**Work to be completed:**
Whenever "base" appears in a line of the entries below, that line counts; give the total only.

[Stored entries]
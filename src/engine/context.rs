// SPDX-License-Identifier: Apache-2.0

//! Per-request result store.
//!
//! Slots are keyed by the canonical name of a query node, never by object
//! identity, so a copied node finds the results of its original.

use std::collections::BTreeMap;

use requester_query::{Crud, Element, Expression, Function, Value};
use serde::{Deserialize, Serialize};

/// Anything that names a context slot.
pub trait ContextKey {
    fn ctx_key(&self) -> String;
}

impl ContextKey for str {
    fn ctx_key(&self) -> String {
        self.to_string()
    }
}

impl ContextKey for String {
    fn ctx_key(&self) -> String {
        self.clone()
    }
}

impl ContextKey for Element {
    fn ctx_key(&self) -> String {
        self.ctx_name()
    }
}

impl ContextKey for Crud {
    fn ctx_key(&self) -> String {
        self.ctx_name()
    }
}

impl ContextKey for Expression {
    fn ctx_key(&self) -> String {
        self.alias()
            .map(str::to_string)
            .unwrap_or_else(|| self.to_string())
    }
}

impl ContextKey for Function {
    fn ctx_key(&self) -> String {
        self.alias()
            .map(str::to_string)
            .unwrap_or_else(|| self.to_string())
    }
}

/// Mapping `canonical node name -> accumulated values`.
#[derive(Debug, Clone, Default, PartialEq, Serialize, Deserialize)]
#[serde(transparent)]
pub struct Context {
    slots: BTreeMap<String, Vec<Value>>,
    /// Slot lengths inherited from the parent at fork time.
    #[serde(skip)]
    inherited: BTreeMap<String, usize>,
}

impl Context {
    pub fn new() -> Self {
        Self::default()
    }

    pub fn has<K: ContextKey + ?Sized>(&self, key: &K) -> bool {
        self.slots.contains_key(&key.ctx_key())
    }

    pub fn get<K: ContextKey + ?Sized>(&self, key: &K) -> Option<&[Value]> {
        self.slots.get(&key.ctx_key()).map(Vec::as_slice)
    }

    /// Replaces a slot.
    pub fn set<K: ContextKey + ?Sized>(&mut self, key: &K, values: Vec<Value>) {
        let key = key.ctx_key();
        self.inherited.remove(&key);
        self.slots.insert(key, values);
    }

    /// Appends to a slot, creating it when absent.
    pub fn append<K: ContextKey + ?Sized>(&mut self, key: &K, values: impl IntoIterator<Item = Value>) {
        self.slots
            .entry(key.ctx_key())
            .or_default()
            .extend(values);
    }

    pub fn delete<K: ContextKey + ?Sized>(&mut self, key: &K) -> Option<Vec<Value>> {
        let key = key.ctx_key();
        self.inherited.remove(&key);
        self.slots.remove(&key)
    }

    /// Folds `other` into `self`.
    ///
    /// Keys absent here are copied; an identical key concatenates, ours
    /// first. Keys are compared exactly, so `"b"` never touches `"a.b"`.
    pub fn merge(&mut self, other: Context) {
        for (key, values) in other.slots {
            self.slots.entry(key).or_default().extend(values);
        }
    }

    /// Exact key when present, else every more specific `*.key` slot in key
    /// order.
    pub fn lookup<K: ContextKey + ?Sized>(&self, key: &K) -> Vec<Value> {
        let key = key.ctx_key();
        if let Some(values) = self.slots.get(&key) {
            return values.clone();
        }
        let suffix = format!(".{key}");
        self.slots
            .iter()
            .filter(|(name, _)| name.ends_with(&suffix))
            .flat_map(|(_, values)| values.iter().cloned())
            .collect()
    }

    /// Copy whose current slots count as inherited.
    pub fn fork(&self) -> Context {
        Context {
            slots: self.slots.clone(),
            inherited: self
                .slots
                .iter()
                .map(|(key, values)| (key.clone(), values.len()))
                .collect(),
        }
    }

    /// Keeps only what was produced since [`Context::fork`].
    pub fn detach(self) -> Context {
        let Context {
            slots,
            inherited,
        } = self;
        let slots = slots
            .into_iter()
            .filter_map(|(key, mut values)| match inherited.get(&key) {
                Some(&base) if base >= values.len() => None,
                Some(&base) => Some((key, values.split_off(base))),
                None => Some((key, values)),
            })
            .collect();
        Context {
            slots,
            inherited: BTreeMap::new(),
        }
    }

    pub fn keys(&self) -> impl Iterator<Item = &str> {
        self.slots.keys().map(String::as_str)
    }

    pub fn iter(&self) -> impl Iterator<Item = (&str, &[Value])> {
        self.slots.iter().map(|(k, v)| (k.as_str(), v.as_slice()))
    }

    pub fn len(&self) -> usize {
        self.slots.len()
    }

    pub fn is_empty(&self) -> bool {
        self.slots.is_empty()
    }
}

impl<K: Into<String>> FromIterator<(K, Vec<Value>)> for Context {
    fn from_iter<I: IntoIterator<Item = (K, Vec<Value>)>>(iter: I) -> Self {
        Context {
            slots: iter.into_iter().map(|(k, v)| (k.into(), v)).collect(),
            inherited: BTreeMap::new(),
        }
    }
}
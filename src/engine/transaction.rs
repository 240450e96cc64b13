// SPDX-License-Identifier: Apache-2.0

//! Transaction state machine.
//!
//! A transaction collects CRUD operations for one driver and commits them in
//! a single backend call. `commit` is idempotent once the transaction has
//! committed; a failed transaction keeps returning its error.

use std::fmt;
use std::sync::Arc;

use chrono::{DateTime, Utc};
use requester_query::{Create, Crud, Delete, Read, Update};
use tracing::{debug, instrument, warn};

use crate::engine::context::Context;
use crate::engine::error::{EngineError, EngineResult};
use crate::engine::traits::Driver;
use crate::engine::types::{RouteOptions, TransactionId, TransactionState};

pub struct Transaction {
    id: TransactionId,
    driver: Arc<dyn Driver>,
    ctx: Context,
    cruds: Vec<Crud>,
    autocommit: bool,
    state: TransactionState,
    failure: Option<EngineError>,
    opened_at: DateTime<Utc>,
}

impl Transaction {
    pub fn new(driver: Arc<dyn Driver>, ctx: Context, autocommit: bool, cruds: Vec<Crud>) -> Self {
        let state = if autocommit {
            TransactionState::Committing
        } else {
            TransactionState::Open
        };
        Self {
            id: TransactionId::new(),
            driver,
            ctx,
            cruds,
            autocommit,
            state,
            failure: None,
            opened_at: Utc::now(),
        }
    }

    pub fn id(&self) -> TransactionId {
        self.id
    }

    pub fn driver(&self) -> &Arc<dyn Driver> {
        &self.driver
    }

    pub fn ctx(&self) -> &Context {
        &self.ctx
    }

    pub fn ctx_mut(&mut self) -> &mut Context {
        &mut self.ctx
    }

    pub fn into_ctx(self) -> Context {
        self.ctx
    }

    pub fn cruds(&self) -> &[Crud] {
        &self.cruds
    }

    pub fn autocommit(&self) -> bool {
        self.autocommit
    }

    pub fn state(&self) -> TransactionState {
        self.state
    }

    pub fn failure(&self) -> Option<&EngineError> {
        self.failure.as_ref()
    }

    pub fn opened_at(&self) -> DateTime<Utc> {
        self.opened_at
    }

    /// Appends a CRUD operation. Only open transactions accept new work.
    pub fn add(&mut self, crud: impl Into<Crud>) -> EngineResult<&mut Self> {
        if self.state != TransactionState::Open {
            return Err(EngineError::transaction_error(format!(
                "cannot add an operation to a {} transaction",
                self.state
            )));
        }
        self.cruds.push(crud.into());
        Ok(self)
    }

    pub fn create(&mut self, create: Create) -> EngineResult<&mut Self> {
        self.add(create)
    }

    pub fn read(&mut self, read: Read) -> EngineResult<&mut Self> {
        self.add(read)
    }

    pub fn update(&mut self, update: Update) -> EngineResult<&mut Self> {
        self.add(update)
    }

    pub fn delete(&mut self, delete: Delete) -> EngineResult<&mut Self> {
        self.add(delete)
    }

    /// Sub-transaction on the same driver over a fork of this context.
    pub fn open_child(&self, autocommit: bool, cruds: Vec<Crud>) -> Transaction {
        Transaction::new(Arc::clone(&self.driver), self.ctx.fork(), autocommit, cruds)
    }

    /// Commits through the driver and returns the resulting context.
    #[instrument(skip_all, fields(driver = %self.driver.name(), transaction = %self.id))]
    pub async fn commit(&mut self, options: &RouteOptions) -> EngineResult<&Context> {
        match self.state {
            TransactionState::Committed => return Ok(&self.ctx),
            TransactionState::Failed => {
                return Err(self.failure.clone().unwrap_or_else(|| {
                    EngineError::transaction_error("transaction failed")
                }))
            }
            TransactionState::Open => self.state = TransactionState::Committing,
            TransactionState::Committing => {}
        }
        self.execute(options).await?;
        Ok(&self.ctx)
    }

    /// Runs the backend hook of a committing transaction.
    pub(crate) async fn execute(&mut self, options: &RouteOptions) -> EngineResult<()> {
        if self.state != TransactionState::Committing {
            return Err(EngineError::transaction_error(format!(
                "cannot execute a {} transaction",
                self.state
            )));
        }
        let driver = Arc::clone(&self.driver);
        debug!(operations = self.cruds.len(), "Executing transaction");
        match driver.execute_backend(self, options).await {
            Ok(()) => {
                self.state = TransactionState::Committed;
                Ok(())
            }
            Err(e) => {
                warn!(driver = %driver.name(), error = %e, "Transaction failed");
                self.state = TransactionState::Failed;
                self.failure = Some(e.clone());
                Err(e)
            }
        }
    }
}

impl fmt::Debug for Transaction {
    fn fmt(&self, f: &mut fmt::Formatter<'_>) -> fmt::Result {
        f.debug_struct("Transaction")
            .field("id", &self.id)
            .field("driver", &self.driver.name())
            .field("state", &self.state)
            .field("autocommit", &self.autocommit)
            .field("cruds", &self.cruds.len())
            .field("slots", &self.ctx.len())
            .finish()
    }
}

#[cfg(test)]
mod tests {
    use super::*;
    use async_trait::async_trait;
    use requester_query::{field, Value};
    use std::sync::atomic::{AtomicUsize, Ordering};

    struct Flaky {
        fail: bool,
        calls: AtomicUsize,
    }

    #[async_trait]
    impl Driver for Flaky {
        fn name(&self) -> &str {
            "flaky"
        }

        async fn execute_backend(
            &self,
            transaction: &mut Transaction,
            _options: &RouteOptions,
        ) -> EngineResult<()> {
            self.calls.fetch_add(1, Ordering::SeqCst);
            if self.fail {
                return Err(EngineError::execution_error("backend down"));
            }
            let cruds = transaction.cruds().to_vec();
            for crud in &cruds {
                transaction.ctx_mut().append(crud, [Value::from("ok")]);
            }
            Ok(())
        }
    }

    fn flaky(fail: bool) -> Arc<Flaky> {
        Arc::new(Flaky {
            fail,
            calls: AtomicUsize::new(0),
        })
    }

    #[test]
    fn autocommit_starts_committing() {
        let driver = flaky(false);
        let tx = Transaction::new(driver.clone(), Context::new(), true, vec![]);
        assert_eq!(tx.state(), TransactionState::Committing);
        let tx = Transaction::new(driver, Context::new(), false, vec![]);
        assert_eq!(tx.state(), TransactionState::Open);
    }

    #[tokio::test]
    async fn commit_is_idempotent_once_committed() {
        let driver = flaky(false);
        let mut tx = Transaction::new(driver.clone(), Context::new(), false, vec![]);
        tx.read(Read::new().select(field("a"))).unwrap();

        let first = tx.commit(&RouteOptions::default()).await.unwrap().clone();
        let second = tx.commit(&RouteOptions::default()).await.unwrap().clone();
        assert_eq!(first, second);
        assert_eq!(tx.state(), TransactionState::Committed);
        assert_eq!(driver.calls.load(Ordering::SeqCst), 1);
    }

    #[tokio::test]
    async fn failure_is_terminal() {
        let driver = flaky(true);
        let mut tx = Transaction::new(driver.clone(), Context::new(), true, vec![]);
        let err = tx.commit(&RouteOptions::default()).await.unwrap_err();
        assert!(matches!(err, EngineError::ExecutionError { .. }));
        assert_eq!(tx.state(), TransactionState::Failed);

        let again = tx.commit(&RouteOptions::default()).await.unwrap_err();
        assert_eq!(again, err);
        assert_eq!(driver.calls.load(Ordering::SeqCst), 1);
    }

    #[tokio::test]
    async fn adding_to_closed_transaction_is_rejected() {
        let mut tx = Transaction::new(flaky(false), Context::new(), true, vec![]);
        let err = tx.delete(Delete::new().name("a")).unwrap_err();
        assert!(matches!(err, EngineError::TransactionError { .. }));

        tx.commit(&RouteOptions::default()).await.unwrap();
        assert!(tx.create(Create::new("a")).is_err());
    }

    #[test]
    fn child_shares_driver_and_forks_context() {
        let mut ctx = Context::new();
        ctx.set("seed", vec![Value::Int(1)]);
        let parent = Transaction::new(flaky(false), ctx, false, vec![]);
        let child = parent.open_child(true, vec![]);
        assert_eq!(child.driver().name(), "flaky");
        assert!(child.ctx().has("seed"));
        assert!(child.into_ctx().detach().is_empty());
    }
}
* * *
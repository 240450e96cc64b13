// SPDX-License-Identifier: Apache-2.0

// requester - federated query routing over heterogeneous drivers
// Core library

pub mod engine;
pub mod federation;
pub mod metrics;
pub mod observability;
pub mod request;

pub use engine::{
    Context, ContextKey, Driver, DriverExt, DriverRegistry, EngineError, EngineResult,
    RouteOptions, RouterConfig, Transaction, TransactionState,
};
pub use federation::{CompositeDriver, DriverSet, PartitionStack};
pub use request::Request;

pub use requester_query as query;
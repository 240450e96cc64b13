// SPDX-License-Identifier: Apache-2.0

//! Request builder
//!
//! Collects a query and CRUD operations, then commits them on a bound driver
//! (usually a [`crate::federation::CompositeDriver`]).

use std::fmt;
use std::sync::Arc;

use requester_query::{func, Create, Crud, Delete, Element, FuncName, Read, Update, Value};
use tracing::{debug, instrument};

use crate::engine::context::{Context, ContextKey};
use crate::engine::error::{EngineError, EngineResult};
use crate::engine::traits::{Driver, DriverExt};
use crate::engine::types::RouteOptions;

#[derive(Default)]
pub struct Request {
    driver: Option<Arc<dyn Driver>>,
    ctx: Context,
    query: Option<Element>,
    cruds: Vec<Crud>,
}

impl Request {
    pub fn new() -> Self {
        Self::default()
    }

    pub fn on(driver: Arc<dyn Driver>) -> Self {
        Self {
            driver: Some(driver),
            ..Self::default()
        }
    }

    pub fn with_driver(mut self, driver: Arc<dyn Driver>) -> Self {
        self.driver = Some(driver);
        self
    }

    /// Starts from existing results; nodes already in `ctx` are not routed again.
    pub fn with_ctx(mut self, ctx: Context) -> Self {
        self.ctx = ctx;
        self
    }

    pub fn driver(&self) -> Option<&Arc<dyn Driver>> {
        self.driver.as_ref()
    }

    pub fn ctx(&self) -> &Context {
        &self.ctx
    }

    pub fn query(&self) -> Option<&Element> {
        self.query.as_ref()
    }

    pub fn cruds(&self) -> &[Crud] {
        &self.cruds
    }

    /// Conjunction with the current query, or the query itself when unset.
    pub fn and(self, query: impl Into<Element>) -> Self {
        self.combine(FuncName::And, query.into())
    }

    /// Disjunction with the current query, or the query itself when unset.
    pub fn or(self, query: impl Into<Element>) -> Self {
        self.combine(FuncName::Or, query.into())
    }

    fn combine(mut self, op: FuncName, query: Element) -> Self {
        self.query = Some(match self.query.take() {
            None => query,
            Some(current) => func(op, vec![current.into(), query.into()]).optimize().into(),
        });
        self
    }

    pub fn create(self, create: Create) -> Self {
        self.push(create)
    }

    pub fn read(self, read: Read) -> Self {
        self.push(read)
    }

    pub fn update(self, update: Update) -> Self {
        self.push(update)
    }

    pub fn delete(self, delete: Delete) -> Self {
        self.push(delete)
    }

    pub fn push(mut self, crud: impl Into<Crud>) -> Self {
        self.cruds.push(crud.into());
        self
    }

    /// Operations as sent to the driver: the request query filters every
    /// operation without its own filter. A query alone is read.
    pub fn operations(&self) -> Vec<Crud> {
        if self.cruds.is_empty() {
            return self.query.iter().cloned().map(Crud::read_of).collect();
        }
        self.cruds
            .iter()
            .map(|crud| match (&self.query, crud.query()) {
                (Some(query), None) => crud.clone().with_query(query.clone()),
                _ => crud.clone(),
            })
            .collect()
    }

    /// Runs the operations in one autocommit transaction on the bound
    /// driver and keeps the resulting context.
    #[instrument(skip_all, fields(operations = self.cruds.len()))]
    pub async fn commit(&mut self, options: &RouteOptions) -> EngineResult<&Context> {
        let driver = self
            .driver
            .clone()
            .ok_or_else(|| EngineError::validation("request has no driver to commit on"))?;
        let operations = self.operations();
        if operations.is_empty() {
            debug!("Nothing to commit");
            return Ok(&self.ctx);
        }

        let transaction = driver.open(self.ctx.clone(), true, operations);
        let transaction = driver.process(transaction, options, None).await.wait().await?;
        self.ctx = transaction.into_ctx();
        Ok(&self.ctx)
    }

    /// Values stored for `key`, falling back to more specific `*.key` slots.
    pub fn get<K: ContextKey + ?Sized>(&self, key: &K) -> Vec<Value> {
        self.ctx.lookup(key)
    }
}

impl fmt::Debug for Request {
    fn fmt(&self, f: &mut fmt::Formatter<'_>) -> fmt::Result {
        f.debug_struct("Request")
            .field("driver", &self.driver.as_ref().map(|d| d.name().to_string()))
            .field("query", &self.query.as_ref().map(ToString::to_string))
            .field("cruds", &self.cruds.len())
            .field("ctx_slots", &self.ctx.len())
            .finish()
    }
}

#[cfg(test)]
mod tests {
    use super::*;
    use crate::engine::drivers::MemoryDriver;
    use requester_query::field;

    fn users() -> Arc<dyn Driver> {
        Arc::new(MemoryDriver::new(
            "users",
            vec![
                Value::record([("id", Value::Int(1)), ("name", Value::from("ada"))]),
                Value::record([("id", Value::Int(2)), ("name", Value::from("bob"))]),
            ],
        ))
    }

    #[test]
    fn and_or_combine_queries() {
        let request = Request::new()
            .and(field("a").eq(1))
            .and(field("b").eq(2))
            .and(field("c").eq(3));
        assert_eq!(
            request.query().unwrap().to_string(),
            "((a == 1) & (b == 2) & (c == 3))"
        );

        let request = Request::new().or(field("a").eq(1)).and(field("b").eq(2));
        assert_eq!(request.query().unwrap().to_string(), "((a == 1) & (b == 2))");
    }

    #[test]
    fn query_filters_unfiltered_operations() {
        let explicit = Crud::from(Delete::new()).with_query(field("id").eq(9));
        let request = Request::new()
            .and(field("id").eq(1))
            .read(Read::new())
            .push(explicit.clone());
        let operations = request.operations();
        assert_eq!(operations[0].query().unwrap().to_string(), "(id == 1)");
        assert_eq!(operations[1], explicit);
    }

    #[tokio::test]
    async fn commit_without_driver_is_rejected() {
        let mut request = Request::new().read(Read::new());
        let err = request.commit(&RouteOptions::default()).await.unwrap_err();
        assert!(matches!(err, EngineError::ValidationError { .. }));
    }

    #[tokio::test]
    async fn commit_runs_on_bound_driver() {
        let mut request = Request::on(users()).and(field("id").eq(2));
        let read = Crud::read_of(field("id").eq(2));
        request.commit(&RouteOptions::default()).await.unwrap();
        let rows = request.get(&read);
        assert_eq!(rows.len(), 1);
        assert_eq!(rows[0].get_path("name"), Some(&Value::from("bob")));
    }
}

**Task solution:**
2